### The task
Filter the entries below, keeping only lines with the word "anyhow".

Dataset entries
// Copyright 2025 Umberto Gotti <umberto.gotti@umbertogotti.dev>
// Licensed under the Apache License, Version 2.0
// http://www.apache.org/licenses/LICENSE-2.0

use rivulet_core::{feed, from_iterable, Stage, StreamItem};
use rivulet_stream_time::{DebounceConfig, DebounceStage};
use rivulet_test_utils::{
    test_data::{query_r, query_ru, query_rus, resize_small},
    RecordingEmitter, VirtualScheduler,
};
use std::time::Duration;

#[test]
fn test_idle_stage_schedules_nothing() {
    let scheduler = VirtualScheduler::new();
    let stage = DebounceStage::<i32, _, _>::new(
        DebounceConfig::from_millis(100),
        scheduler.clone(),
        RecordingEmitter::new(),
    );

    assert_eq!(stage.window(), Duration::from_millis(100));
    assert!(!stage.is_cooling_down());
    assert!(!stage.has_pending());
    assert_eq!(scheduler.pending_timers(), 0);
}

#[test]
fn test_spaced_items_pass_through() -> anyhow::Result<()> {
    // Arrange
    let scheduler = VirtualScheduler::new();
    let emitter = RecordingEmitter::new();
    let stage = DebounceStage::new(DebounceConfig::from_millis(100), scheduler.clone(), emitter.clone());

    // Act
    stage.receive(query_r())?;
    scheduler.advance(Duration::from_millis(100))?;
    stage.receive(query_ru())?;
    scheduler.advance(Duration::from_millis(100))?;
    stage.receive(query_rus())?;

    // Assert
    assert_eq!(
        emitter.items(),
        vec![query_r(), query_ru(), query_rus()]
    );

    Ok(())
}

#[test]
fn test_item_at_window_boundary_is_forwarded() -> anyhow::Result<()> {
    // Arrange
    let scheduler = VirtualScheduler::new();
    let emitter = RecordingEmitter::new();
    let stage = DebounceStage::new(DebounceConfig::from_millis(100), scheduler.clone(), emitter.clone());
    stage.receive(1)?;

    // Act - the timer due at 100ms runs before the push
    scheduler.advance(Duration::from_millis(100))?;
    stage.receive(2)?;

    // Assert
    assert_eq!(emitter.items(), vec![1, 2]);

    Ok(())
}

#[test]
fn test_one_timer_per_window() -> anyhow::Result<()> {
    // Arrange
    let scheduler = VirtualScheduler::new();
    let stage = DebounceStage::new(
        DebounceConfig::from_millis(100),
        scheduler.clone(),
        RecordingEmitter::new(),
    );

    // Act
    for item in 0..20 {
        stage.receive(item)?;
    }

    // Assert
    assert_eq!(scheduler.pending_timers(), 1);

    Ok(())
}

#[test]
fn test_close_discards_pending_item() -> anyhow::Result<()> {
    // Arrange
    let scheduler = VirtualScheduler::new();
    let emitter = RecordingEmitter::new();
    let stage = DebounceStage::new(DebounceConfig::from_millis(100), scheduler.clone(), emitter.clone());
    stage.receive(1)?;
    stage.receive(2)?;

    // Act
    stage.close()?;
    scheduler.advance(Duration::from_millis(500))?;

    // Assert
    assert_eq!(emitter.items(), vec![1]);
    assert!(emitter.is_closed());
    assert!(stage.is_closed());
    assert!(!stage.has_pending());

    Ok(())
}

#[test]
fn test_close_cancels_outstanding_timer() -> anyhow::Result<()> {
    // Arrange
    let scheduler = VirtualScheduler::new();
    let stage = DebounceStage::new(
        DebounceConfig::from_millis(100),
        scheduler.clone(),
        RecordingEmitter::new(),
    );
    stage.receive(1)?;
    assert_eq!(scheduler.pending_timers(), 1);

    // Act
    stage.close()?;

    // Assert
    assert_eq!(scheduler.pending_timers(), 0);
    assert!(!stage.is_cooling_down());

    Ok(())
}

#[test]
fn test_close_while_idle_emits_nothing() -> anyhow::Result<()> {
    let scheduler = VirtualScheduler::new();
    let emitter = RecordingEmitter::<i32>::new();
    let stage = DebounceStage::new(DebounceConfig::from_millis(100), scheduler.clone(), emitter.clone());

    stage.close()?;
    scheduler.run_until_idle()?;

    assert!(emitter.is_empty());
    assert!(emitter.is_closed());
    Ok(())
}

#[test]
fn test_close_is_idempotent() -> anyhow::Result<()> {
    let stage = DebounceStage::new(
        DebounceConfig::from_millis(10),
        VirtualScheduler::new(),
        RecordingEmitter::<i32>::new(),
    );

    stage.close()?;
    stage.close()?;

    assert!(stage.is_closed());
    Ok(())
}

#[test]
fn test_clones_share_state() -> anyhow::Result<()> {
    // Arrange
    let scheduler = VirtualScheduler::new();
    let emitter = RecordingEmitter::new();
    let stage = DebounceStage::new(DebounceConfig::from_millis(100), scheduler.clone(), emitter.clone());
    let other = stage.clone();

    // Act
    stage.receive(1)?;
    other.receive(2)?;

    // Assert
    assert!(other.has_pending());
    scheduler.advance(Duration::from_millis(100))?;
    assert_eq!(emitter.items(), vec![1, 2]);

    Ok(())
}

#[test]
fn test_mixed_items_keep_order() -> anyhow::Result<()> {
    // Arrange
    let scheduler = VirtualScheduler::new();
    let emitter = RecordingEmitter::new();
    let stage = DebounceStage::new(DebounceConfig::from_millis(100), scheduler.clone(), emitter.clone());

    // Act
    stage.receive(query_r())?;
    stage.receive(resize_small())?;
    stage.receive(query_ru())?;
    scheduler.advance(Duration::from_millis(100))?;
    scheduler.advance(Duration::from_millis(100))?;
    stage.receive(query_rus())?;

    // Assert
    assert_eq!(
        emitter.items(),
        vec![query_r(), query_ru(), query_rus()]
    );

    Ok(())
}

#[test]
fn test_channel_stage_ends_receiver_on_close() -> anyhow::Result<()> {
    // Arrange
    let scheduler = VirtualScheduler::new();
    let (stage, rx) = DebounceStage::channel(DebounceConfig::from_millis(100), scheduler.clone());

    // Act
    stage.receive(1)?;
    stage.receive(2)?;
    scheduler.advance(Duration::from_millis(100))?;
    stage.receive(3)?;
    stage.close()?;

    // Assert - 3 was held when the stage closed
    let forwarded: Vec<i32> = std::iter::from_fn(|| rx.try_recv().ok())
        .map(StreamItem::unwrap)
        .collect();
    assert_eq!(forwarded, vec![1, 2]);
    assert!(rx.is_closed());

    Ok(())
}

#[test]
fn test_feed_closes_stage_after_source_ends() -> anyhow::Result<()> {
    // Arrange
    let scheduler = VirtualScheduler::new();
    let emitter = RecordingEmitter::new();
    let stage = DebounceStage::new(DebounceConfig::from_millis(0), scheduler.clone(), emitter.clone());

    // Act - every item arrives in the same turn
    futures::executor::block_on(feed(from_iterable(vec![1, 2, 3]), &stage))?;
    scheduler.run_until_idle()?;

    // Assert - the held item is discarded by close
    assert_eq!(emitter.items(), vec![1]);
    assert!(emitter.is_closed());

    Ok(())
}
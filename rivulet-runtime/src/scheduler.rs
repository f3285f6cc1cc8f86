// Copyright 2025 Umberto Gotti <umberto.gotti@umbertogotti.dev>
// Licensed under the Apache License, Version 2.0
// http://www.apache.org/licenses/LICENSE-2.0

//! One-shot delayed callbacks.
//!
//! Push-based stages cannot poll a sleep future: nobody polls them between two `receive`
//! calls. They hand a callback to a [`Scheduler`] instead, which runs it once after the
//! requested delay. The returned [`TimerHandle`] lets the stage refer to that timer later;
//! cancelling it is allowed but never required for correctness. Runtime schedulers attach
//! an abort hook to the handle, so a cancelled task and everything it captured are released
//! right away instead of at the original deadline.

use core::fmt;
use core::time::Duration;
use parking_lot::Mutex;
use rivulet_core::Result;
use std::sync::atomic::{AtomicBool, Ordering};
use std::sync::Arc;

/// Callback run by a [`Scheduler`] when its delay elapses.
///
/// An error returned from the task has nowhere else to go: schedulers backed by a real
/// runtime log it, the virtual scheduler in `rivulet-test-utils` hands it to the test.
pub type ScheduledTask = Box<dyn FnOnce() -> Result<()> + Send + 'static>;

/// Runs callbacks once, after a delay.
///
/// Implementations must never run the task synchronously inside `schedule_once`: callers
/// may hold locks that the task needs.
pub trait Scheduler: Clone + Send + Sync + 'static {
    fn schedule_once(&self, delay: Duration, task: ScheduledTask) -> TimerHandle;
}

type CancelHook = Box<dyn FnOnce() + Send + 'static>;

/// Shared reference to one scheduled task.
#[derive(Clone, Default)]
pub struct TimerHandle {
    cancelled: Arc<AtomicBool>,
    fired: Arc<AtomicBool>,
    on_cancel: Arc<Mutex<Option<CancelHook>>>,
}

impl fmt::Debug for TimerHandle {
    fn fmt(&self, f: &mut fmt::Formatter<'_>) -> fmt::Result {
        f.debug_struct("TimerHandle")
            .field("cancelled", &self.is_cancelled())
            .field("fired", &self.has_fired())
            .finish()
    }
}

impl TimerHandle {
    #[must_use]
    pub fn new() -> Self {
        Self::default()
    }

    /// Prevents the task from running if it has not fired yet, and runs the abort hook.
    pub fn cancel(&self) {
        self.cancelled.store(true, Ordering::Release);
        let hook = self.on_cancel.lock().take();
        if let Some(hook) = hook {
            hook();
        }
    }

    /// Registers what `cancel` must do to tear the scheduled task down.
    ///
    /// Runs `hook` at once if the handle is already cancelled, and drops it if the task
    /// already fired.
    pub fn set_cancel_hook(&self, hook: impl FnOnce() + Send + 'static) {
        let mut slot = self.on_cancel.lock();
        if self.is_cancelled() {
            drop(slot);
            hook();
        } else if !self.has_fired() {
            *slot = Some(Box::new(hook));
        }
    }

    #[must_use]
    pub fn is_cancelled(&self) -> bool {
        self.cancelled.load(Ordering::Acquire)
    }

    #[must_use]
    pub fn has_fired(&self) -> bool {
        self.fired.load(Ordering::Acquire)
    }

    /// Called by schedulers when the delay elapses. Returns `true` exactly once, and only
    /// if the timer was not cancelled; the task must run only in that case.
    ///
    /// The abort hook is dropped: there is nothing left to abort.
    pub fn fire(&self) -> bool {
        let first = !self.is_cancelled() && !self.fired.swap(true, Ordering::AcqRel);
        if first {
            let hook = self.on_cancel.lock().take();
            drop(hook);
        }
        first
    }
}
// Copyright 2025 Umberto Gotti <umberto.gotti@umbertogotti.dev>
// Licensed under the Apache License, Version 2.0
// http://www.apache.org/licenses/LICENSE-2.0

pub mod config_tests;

---

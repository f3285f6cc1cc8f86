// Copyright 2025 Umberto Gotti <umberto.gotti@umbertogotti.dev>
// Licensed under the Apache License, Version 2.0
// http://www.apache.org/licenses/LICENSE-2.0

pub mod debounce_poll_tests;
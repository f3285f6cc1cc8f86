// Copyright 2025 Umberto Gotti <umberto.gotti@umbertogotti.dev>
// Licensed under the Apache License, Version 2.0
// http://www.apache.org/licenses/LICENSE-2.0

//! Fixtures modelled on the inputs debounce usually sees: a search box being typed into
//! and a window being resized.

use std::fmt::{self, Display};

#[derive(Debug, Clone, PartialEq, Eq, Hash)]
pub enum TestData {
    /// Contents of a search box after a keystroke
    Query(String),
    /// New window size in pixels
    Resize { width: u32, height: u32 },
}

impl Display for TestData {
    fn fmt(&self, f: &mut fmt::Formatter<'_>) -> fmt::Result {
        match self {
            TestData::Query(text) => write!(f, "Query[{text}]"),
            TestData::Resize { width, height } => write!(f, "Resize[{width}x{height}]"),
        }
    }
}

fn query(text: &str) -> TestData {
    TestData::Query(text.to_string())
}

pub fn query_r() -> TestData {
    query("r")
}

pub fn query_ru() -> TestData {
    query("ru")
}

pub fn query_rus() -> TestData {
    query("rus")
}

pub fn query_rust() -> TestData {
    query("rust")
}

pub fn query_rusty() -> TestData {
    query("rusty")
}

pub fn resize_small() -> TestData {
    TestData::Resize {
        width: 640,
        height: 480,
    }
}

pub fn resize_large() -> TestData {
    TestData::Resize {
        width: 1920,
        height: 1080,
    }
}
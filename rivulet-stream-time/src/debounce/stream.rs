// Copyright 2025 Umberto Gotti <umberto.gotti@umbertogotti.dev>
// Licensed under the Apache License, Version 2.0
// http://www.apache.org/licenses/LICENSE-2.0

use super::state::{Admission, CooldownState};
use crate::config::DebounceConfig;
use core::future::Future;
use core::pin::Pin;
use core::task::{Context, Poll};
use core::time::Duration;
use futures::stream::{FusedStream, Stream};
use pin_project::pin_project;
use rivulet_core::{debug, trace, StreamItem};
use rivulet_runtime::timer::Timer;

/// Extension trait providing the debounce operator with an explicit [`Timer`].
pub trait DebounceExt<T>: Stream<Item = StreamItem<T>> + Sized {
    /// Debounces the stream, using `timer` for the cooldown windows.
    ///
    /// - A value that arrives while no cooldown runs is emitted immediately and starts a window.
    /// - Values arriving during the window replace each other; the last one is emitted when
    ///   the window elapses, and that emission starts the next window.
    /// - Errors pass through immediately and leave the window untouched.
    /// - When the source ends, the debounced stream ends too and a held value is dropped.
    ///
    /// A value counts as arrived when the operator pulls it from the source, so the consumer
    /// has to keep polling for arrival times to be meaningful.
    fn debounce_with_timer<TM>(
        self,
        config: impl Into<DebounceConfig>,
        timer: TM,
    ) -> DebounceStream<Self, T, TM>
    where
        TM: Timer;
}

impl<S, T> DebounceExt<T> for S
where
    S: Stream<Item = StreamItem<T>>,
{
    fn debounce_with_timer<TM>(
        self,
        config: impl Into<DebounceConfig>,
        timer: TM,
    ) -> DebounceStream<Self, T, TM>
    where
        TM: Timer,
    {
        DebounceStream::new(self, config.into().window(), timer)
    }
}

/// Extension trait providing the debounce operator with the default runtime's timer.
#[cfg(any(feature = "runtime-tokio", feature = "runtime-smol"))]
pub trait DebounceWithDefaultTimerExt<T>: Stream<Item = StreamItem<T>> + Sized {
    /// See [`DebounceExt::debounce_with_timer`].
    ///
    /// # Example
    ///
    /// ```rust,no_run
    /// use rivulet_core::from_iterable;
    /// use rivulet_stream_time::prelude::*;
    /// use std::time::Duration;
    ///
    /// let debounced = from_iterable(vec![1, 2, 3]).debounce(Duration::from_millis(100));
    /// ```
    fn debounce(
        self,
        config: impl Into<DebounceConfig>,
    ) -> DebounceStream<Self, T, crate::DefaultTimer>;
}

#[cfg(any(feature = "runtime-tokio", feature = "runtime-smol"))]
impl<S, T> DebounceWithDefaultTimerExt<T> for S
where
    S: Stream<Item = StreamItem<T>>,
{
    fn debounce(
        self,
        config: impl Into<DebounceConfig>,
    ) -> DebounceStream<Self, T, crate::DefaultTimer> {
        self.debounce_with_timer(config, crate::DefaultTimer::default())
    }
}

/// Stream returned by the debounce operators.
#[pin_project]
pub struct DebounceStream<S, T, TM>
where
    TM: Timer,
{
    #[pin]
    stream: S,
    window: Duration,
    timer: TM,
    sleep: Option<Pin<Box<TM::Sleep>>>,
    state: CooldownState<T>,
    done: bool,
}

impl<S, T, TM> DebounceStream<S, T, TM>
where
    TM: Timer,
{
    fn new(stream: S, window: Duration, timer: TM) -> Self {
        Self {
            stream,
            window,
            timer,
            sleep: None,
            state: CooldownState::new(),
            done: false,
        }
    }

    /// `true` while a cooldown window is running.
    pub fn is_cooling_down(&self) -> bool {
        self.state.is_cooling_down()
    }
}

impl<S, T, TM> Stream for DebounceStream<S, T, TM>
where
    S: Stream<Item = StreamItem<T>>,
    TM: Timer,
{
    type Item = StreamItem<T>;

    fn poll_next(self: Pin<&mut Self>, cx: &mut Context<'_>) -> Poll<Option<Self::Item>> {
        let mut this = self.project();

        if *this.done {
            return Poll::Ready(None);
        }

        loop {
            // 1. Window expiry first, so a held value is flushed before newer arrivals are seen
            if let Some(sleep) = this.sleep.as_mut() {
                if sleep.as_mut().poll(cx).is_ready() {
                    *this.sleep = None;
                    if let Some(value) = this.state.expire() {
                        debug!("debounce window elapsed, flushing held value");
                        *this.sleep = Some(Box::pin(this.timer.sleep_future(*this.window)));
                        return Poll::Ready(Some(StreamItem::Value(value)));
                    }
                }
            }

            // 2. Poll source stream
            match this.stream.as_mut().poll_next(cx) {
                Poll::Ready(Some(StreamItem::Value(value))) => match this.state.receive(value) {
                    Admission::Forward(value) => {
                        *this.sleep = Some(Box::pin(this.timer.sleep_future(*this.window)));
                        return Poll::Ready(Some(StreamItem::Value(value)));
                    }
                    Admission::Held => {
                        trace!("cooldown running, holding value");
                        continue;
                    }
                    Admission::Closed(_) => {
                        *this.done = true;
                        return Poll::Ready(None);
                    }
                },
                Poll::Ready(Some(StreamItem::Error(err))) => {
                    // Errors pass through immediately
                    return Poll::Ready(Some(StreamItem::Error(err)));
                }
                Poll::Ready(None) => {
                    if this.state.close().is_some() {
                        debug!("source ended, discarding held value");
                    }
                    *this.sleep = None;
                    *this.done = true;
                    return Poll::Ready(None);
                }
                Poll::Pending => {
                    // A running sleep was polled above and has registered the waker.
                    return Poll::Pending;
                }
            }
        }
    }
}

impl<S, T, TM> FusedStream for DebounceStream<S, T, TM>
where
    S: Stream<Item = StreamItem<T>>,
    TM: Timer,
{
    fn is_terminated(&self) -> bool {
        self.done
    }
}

...

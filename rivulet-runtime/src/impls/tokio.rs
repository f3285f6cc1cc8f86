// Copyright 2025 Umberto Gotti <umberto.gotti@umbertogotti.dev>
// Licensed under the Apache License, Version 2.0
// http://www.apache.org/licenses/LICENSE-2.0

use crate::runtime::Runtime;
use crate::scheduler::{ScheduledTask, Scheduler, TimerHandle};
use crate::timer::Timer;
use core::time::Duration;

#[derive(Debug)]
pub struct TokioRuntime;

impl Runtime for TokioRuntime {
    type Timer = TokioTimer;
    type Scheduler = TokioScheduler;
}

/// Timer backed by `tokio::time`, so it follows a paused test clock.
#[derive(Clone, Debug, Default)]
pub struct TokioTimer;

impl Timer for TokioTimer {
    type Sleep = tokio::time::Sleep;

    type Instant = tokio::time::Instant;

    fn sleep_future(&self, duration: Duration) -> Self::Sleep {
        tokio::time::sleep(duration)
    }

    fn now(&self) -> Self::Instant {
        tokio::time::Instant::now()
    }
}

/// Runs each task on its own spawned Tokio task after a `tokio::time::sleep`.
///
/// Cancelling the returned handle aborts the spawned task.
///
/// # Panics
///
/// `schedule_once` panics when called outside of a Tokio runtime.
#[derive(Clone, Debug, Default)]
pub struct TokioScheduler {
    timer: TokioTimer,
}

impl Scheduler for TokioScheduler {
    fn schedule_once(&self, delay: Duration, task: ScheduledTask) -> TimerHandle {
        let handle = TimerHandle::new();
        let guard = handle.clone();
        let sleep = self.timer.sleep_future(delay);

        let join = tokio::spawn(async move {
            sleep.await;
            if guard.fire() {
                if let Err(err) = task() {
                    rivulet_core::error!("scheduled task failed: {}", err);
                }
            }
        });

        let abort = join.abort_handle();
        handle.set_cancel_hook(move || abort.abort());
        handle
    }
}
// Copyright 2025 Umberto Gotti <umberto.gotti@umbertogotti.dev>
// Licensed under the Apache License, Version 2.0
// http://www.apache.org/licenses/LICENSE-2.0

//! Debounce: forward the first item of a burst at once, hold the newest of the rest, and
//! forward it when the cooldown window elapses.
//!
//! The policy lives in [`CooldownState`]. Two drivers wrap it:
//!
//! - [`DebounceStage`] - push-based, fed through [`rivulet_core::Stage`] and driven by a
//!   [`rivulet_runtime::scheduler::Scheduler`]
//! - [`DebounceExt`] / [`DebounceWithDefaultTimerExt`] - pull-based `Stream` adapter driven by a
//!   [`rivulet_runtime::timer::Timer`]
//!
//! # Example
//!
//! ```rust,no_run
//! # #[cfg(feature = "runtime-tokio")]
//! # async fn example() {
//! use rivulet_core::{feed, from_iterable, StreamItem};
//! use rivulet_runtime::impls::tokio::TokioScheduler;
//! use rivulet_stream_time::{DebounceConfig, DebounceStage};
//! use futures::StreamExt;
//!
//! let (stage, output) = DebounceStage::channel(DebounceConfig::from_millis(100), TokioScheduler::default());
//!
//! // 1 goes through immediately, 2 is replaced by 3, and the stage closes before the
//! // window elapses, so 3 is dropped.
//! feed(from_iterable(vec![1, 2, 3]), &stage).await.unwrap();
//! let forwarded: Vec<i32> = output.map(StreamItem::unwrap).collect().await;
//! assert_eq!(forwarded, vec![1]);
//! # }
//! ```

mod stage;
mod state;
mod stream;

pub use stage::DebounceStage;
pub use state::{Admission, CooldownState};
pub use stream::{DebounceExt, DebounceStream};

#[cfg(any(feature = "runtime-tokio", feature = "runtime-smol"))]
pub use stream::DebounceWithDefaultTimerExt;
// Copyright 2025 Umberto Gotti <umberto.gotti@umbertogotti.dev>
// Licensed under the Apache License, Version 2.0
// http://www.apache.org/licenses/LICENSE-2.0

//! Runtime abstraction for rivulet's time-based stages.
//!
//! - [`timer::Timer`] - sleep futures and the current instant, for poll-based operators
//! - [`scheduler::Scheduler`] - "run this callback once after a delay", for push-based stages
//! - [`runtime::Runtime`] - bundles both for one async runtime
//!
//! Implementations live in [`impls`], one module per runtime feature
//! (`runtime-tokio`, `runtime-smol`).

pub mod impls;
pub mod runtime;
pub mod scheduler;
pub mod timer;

### Written answer
fn test_spaced_items_pass_through() -> anyhow::Result<()> {
fn test_item_at_window_boundary_is_forwarded() -> anyhow::Result<()> {
fn test_one_timer_per_window() -> anyhow::Result<()> {
fn test_close_discards_pending_item() -> anyhow::Result<()> {
fn test_close_cancels_outstanding_timer() -> anyhow::Result<()> {
fn test_close_while_idle_emits_nothing() -> anyhow::Result<()> {
fn test_close_is_idempotent() -> anyhow::Result<()> {
fn test_clones_share_state() -> anyhow::Result<()> {
fn test_mixed_items_keep_order() -> anyhow::Result<()> {
fn test_channel_stage_ends_receiver_on_close() -> anyhow::Result<()> {
fn test_feed_closes_stage_after_source_ends() -> anyhow::Result<()> {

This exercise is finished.